__REQUIREMENT__: The expected output is a verbatim reprint of the lines from the beginning of the data that follows through the line that contains "configured and migrated".

__DATA LISTING__:
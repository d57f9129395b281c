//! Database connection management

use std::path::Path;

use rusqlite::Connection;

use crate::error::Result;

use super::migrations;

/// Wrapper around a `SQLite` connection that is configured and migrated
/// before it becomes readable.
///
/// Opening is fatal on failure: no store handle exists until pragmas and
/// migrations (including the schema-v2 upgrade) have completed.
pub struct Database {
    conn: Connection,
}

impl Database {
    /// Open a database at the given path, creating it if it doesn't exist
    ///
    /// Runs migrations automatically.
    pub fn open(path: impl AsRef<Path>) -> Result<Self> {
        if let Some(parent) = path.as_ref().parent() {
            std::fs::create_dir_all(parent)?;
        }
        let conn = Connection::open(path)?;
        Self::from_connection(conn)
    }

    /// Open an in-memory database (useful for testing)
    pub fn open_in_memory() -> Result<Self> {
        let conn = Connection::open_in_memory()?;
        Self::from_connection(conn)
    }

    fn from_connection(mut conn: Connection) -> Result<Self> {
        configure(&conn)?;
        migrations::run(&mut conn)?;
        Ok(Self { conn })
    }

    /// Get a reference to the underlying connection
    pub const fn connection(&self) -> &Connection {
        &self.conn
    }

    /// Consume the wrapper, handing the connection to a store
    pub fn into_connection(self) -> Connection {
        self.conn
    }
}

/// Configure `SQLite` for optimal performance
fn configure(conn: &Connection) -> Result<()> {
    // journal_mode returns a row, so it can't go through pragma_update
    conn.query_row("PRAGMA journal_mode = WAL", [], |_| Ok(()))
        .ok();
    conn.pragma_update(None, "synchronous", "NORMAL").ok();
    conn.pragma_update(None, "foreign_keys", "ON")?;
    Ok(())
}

__TASK RESULT__:
repository d57f9129395b281c
//! Database connection management

use std::path::Path;

use rusqlite::Connection;

use crate::error::Result;

use super::migrations;

/// Wrapper around a `SQLite` connection that is configured and migrated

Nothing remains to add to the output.